Also, it seems something of an overstatement to say (in the section called readabiility) that Euclid's geometry was a "hot topic" in the 17th century. It was certainly part of every educated person's background, just as classical (Newtonian) mechanics is part of every science student's background today. The "hot topic" was really analytical (Cartesian) geometry. Westfall's book, in fact, treats at length the question of why Newton used Euclidean geometry in his book, to the exclusion of the more obvious analytical methods (note that many independent sources, and Newton's notebooks, testify that Newton learnt Descartes before Euclid). It would also be appropriate in this section to reduce the unnecessary bits about Feynman and Principia and instead say something about Chandrasekhar's book on Newton's principia. Or better, delete this section altogether. Bambaiah 14:30, July 11, 2005 (UTC)

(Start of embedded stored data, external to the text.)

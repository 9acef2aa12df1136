//! Host probing for OS-level dependencies.
//!
//! Recipes can declare packages the host operating system must provide
//! (`osdependencies`). Whether such a package is actually present is a
//! question for an external collaborator, abstracted as [`HostProbe`].
//!
//! The default implementation, [`SystemProbe`], tries two detection
//! routes per candidate: a PATH lookup (many OS dependencies are
//! commands), then a query against whichever system package manager is
//! available. Package-manager queries run with a bounded timeout; a probe
//! that cannot answer in time reports "not found" rather than failing the
//! resolution.

use std::process::{Command, Stdio};
use std::sync::mpsc;
use std::thread;
use std::time::Duration;

use tracing::{debug, trace};

use crate::constants::OS_PROBE_TIMEOUT;

/// External collaborator answering "is at least one of these packages
/// present on this host?".
pub trait HostProbe: Send + Sync {
    /// Returns `true` when at least one candidate is detected.
    fn has_os_package(&self, candidates: &[String]) -> bool;
}

/// Default probe: PATH lookup plus package-manager queries.
pub struct SystemProbe {
    timeout: Duration,
}

impl Default for SystemProbe {
    fn default() -> Self {
        Self { timeout: OS_PROBE_TIMEOUT }
    }
}

impl SystemProbe {
    /// Creates a probe with a custom per-query timeout.
    #[must_use]
    pub fn with_timeout(timeout: Duration) -> Self {
        Self { timeout }
    }

    fn query_package_manager(&self, package: &str) -> bool {
        // first package manager present on PATH decides
        let queries: [(&str, &[&str]); 3] =
            [("dpkg", &["-s", package]), ("rpm", &["-q", package]), ("pacman", &["-Q", package])];
        for (manager, args) in queries {
            if which::which(manager).is_err() {
                continue;
            }
            return run_with_timeout(manager, args, self.timeout).unwrap_or_else(|| {
                debug!("{manager} query for {package} timed out, treating as not found");
                false
            });
        }
        false
    }
}

impl HostProbe for SystemProbe {
    fn has_os_package(&self, candidates: &[String]) -> bool {
        for candidate in candidates {
            if which::which(candidate).is_ok() {
                trace!("OS dependency {candidate} found on PATH");
                return true;
            }
            if self.query_package_manager(candidate) {
                trace!("OS dependency {candidate} found via package manager");
                return true;
            }
        }
        false
    }
}

/// Runs a command and reports whether it exited successfully, or `None`
/// when the timeout elapsed or the command could not be spawned.
fn run_with_timeout(program: &str, args: &[&str], timeout: Duration) -> Option<bool> {
    let mut child = Command::new(program)
        .args(args)
        .stdout(Stdio::null())
        .stderr(Stdio::null())
        .spawn()
        .ok()?;

    let (sender, receiver) = mpsc::channel();
    let pid_watch = thread::spawn(move || {
        let status = child.wait();
        let _ = sender.send(status.map(|s| s.success()).unwrap_or(false));
    });

    match receiver.recv_timeout(timeout) {
        Ok(success) => {
            let _ = pid_watch.join();
            Some(success)
        }
        Err(_) => None,
    }
}

#[cfg(test)]
mod tests {
    use super::*;

    /// Probe with a fixed answer set, for validation-engine tests.
    pub struct FixedProbe(pub Vec<String>);

    impl HostProbe for FixedProbe {
        fn has_os_package(&self, candidates: &[String]) -> bool {
            candidates.iter().any(|c| self.0.contains(c))
        }
    }

    #[test]
    fn test_system_probe_finds_a_shell() {
        // sh is on PATH in any environment these tests run in
        let probe = SystemProbe::default();
        assert!(probe.has_os_package(&["sh".to_string()]));
    }

    #[test]
    fn test_system_probe_misses_nonsense_package() {
        let probe = SystemProbe::with_timeout(Duration::from_secs(2));
        assert!(!probe.has_os_package(&["definitely-not-a-real-package-xyzzy".to_string()]));
    }

    #[test]
    fn test_fixed_probe_alternatives() {
        let probe = FixedProbe(vec!["libssl-dev".to_string()]);
        assert!(probe.has_os_package(&["openssl-devel".to_string(), "libssl-dev".to_string()]));
        assert!(!probe.has_os_package(&["openssl-devel".to_string()]));
    }
}
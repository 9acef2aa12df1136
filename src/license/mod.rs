//! The registered license table.
//!
//! Recipes may declare the license their software is distributed under;
//! the validation engine checks the declared name against this table.
//! Lookups go by name, never by identity, so a recipe only needs to spell
//! the name of a registered license.

use std::collections::BTreeMap;

use serde::{Deserialize, Serialize};

/// A known software license.
#[derive(Debug, Clone, PartialEq, Eq, Serialize, Deserialize)]
pub struct License {
    /// Canonical license name, as recipes spell it.
    pub name: String,
    /// One-line description.
    pub description: String,
    /// Whether sources under this license may be redistributed.
    pub distribute_source: bool,
}

impl License {
    fn new(name: &str, description: &str, distribute_source: bool) -> Self {
        Self {
            name: name.to_string(),
            description: description.to_string(),
            distribute_source,
        }
    }
}

/// The table of registered licenses.
pub struct LicenseRegistry {
    licenses: BTreeMap<String, License>,
}

impl Default for LicenseRegistry {
    fn default() -> Self {
        let mut registry = Self { licenses: BTreeMap::new() };
        for license in [
            License::new("Apache-2.0", "Apache License 2.0", true),
            License::new("BSD-3-Clause", "BSD 3-Clause License", true),
            License::new("GPL-2.0", "GNU General Public License v2", true),
            License::new("GPL-3.0", "GNU General Public License v3", true),
            License::new("LGPL-2.1", "GNU Lesser General Public License v2.1", true),
            License::new("MIT", "MIT License", true),
            License::new("Proprietary", "Proprietary, redistribution prohibited", false),
        ] {
            registry.register(license);
        }
        registry
    }
}

impl LicenseRegistry {
    /// Registers a license under its canonical name.
    pub fn register(&mut self, license: License) {
        self.licenses.insert(license.name.clone(), license);
    }

    /// Looks a license up by name.
    #[must_use]
    pub fn lookup(&self, name: &str) -> Option<&License> {
        self.licenses.get(name)
    }
}

#[cfg(test)]
mod tests {
    use super::*;

    #[test]
    fn test_lookup_by_name() {
        let registry = LicenseRegistry::default();
        assert!(registry.lookup("GPL-3.0").is_some());
        assert!(registry.lookup("NotALicense").is_none());
    }

    #[test]
    fn test_register_custom_license() {
        let mut registry = LicenseRegistry::default();
        registry.register(License::new("SitePolicy-1.0", "Site-specific policy", false));
        assert!(!registry.lookup("SitePolicy-1.0").unwrap().distribute_source);
    }
}
impl Pipeline {
    /// Creates a pipeline with default collaborators (TOML parser, system
    /// probe, empty builder registry, built-in licenses and schemes).
    #[must_use]
    pub fn new(options: ResolveOptions) -> Self {
        Self {
            options,
            parser: Arc::new(TomlRecipeParser),
            builders: BuilderRegistry::default(),
            licenses: LicenseRegistry::default(),
            probe: Arc::new(SystemProbe::default()),
            schemes: SchemeRegistry::default(),
            naming: OnceLock::new(),
            naming_init: Mutex::new(()),
            cache: RecipeCache::new(),
        }
    }

    /// Replaces the syntax parser.
    #[must_use]
    pub fn with_parser(mut self, parser: Arc<dyn RecipeParser>) -> Self {
        self.parser = parser;
        self
    }

    /// Replaces the builder registry.
    #[must_use]
    pub fn with_builders(mut self, builders: BuilderRegistry) -> Self {
        self.builders = builders;
        self
    }

    /// Replaces the license table.
    #[must_use]
    pub fn with_licenses(mut self, licenses: LicenseRegistry) -> Self {
        self.licenses = licenses;
        self
    }

    /// Replaces the host probe.
    #[must_use]
    pub fn with_probe(mut self, probe: Arc<dyn HostProbe>) -> Self {
        self.probe = probe;
        self
    }

    /// Replaces the naming-scheme registry.
    #[must_use]
    pub fn with_schemes(mut self, schemes: SchemeRegistry) -> Self {
        self.schemes = schemes;
        self
    }

    /// The pipeline's policy options.
    #[must_use]
    pub fn options(&self) -> &ResolveOptions {
        &self.options
    }

    /// The syntax parser.
    #[must_use]
    pub fn parser(&self) -> &dyn RecipeParser {
        self.parser.as_ref()
    }

    /// The builder registry.
    #[must_use]
    pub fn builders(&self) -> &BuilderRegistry {
        &self.builders
    }

    /// The license table.
    #[must_use]
    pub fn licenses(&self) -> &LicenseRegistry {
        &self.licenses
    }

    /// The host probe.
    #[must_use]
    pub fn probe(&self) -> &dyn HostProbe {
        self.probe.as_ref()
    }

    /// The cache service.
    #[must_use]
    pub fn cache(&self) -> &RecipeCache {
        &self.cache
    }

    /// The active naming service, constructed on first use.
    ///
    /// Concurrent first use constructs at most one instance; selecting an
    /// unknown scheme fails with the list of known candidates.
    pub fn naming(&self) -> Result<Arc<NamingService>> {
        if let Some(service) = self.naming.get() {
            return Ok(Arc::clone(service));
        }
        // double-checked: losers of the init race observe the winner's
        // instance instead of constructing their own
        let _init = self.naming_init.lock().unwrap_or_else(std::sync::PoisonError::into_inner);
        if let Some(service) = self.naming.get() {
            return Ok(Arc::clone(service));
        }
        let service = Arc::new(NamingService::new(&self.options.naming_scheme, &self.schemes)?);
        let _ = self.naming.set(Arc::clone(&service));
        Ok(service)
    }

    /// Resolves a recipe source into per-block summaries.
    ///
    /// `validate` is combined with the global validation policy; `hidden`
    /// falls back to the configured default. With `parse_only` set, the
    /// summaries carry no dependency/module-name detail. Requests without
    /// build specs are served from (and stored into) the cache.
    pub fn resolve(
        &self,
        source: &RecipeSource,
        build_specs: Option<&BTreeMap<String, Value>>,
        validate: bool,
        hidden: Option<bool>,
        parse_only: bool,
    ) -> Result<Vec<ResolvedRecipe>> {
        let hidden = hidden.unwrap_or(self.options.hidden);

        // build specs can't be part of a cache key, so those requests
        // bypass the cache entirely
        if build_specs.is_some() {
            return self.resolve_uncached(source, build_specs, validate, hidden, parse_only);
        }

        let key = CacheKey {
            source: source.cache_source(),
            validate,
            hidden,
            parse_only,
        };
        if let Some(hit) = self.cache.get_recipes(&key) {
            return Ok(hit);
        }

        let lock = self.cache.flight_lock(&key);
        let _guard = lock.lock().unwrap_or_else(std::sync::PoisonError::into_inner);
        if let Some(hit) = self.cache.get_recipes(&key) {
            return Ok(hit);
        }
        let resolved = self.resolve_uncached(source, None, validate, hidden, parse_only)?;
        self.cache.insert_recipes(key, resolved.clone());
        Ok(resolved)
    }

    fn resolve_uncached(
        &self,
        source: &RecipeSource,
        build_specs: Option<&BTreeMap<String, Value>>,
        validate: bool,
        hidden: bool,
        parse_only: bool,
    ) -> Result<Vec<ResolvedRecipe>> {
        let location = source.location();
        let text = match source {
            RecipeSource::Path(path) => std::fs::read_to_string(path)?,
            RecipeSource::Literal(text) => text.clone(),
        };

        let blocks =
            self.parser.split_blocks(&text, self.options.only_blocks.as_deref(), &location)?;
        let multi_block = blocks.len() > 1;

        let mut resolved = Vec::with_capacity(blocks.len());
        for block in &blocks {
            let recipe = Recipe::from_block(
                self,
                block,
                source.path(),
                build_specs,
                None,
                validate,
                hidden,
            )?;

            let mut summary = ResolvedRecipe {
                spec: source.path().map(Path::to_path_buf),
                original_spec: None,
                block: block.name.clone(),
                short_mod_name: String::new(),
                full_mod_name: String::new(),
                dependencies: Vec::new(),
                build_dependencies: Vec::new(),
                hidden_dependencies: Vec::new(),
                hidden,
                recipe,
            };

            if !parse_only {
                summary.short_mod_name = summary.recipe.short_module_name().to_string();
                summary.full_mod_name = summary.recipe.full_module_name().to_string();
                summary.build_dependencies = summary.recipe.build_dependencies().to_vec();
                summary.hidden_dependencies = summary.recipe.hidden_dependencies().to_vec();
                summary.dependencies = summary.recipe.dependencies();
                if multi_block {
                    summary.original_spec = source.path().map(Path::to_path_buf);
                }

                // the toolchain is a dependency too, unless it is the
                // system sentinel
                let toolchain = summary.recipe.toolchain().clone();
                if !toolchain.is_system() {
                    debug!(
                        "adding toolchain {}-{} as dependency for {}",
                        toolchain.name,
                        toolchain.version,
                        summary.recipe.name()
                    );
                    summary.dependencies.push(self.toolchain_dependency(&toolchain)?);
                }
            }

            resolved.push(summary);
        }

        Ok(resolved)
    }

    /// Builds the dependency record representing a recipe's toolchain.
    fn toolchain_dependency(&self, toolchain: &Toolchain) -> Result<Dependency> {
        let declaration = Value::Tuple(vec![
            Value::Str(toolchain.name.clone()),
            Value::Str(toolchain.version.clone()),
            Value::Str(String::new()),
            Value::Bool(true),
        ]);
        dependency::parse(&declaration, &Toolchain::system(), false, &*self.naming()?, self)
    }

    /// Discovers the recipe file for a (software name, full version)
    /// pair on the configured search roots.
    ///
    /// Candidate paths are generated deterministically per root (see
    /// [`candidate_paths`]); the first existing regular file wins and is
    /// cached. A miss is an answer, not an error.
    #[must_use]
    pub fn discover_path(&self, name: &str, version: &str) -> Option<PathBuf> {
        if let Some(cached) = self.cache.get_path(name, version) {
            return Some(cached);
        }
        for root in &self.options.search_roots {
            for candidate in candidate_paths(root, name, version) {
                debug!("checking recipe path {}", candidate.display());
                if candidate.is_file() {
                    debug!("found recipe for {name} {version} at {}", candidate.display());
                    self.cache.insert_path(name, version, candidate.clone());
                    return Some(candidate);
                }
            }
        }
        None
    }
}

Moved the link to the in-depth article to the top of the page. Hope this helps. It may be helpful to note that Newton found Euclid "obvious", on his first reading. I would support a link to the Feynman's lost lecture article, from which the readability section was copied. Feel feel to replace with a link to the lost lecture, if you have the time. For example, "Feynman spent a sabbatical studying the copy of Principia at the Huntington Library", if you like. (I believe that Caltech does not have an original copy of Principia.) Ancheta Wis 06:53, 12 July 2005 (UTC)

Recent exhibit on Newton and Principa at the Huntington Library

If you have the time and inclination, how about replacing the "readability" section with a reference to Chandrasekhar's book under "See also"? Ancheta Wis 07:04, 12 July 2005 (UTC)

Hi. I took the phrase "hot topic" from the introduction of the rewrite of the lost lecture. I took it at face value from that book. JohnFlux 09:16, 20 July 2005 (UTC)

Good to have the link to the longer article at the beginning, but a section like the one I'm putting in is more like what I had in mind. This is after all a book which founded modern physics: it needs a heart and a circulatory system.

On the other matter: There may even be a case for an article on "Chandra on Newton". Let me take a while to go through the book before deciding. Bambaiah 10:35, July 12, 2005 (UTC)

[edit] More on Euclid, Descartes, and Newton

I'm confused about the following two sentences:

A second point that has been made is that Newton had to reject Descartes' views on inertia in order to understand and generalise Galileo's new ideas.

Who made the point? How is Galileo's ideas new to the 17thc, when Galileo was writing a generation or two before? What is it about Descartes' views on inertia that Newton had to reject?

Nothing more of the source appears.